■ WHAT YOU WILL DO:
Scan the listing below for the word "float", then copy each line that has it.

━━━━━ DATA EXCERPTS

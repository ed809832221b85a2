//! Builtin coercions and default setters.
//!
//! Coercions are pure transformations from raw input to a typed value,
//! applied before type checking — including to values synthesized by a
//! default setter. A coercion failure becomes the field's generic
//! type-mismatch error; it never aborts the rest of the document.

use serde_json::{Number, Value};
use thiserror::Error;

use super::Document;

#[derive(Debug, Error)]
#[error("{0}")]
pub struct CoerceError(pub String);

pub type CoerceFn = fn(&Value) -> Result<Value, CoerceError>;
pub type DefaultSetterFn = fn(&Document) -> Value;

// ---- coercions ----

/// Parse a JSON string into a value.
pub fn json(value: &Value) -> Result<Value, CoerceError> {
    let s = value
        .as_str()
        .ok_or_else(|| CoerceError("expected a JSON string".into()))?;
    serde_json::from_str(s).map_err(|e| CoerceError(format!("malformed JSON: {e}")))
}

/// Take the first element of a sequence.
pub fn first(value: &Value) -> Result<Value, CoerceError> {
    value
        .as_array()
        .and_then(|a| a.first())
        .cloned()
        .ok_or_else(|| CoerceError("expected a non-empty sequence".into()))
}

/// Parse a string into a domain identifier (24 hex characters), normalizing
/// to lower case. Malformed input is reported, not propagated as a panic.
pub fn object_id(value: &Value) -> Result<Value, CoerceError> {
    let s = value
        .as_str()
        .ok_or_else(|| CoerceError("expected an identifier string".into()))?;
    parse_object_id(s).map(Value::String)
}

/// Like [`object_id`], but an empty string passes through untouched.
pub fn empty_or_object_id(value: &Value) -> Result<Value, CoerceError> {
    match value.as_str() {
        Some("") => Ok(value.clone()),
        _ => object_id(value),
    }
}

/// Case-insensitive "true"/"1" → true; any other string → false; non-string
/// input follows JSON truthiness.
pub fn boolean(value: &Value) -> Result<Value, CoerceError> {
    let b = match value.as_str() {
        Some(s) => {
            let lower = s.to_ascii_lowercase();
            lower == "true" || lower == "1"
        }
        None => truthy(value),
    };
    Ok(Value::Bool(b))
}

pub fn integer(value: &Value) -> Result<Value, CoerceError> {
    match value {
        Value::Number(n) => {
            if let Some(i) = n.as_i64() {
                Ok(Value::Number(i.into()))
            } else if let Some(f) = n.as_f64() {
                Ok(Value::Number((f as i64).into()))
            } else {
                Err(CoerceError("number out of integer range".into()))
            }
        }
        Value::String(s) => s
            .trim()
            .parse::<i64>()
            .map(|i| Value::Number(i.into()))
            .map_err(|e| CoerceError(format!("malformed integer: {e}"))),
        Value::Bool(b) => Ok(Value::Number(i64::from(*b).into())),
        _ => Err(CoerceError("cannot coerce to integer".into())),
    }
}

pub fn float(value: &Value) -> Result<Value, CoerceError> {
    let f = match value {
        Value::Number(n) => n
            .as_f64()
            .ok_or_else(|| CoerceError("number out of float range".into()))?,
        Value::String(s) => s
            .trim()
            .parse::<f64>()
            .map_err(|e| CoerceError(format!("malformed float: {e}")))?,
        _ => return Err(CoerceError("cannot coerce to float".into())),
    };
    Number::from_f64(f)
        .map(Value::Number)
        .ok_or_else(|| CoerceError("non-finite float".into()))
}

// ---- default setters ----

/// Wrap the in-progress document as a one-element array.
pub fn array_wrap(document: &Document) -> Value {
    Value::Array(vec![Value::Object(document.clone())])
}

/// Current unix time as a one-element string list.
pub fn timestamp(_document: &Document) -> Value {
    let now = chrono::Utc::now().timestamp();
    Value::Array(vec![Value::String(now.to_string())])
}

// ---- helpers ----

/// JSON truthiness: null, false, 0, "" and empty collections are falsy,
/// everything else is truthy.
pub fn truthy(value: &Value) -> bool {
    match value {
        Value::Null => false,
        Value::Bool(b) => *b,
        Value::Number(n) => n.as_f64().map(|f| f != 0.0).unwrap_or(true),
        Value::String(s) => !s.is_empty(),
        Value::Array(a) => !a.is_empty(),
        Value::Object(o) => !o.is_empty(),
    }
}

/// Validate a 24-hex-character identifier, normalizing to lower case.
pub fn parse_object_id(s: &str) -> Result<String, CoerceError> {
    if s.len() == 24 && s.bytes().all(|b| b.is_ascii_hexdigit()) {
        Ok(s.to_ascii_lowercase())
    } else {
        Err(CoerceError(format!("malformed identifier '{s}'")))
    }
}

━━━━━━━━━━

■ ANSWER TO THIS EXERCISE:
pub fn float(value: &Value) -> Result<Value, CoerceError> {
            .ok_or_else(|| CoerceError("number out of float range".into()))?,
            .map_err(|e| CoerceError(format!("malformed float: {e}")))?,
        _ => return Err(CoerceError("cannot coerce to float".into())),
        .ok_or_else(|| CoerceError("non-finite float".into()))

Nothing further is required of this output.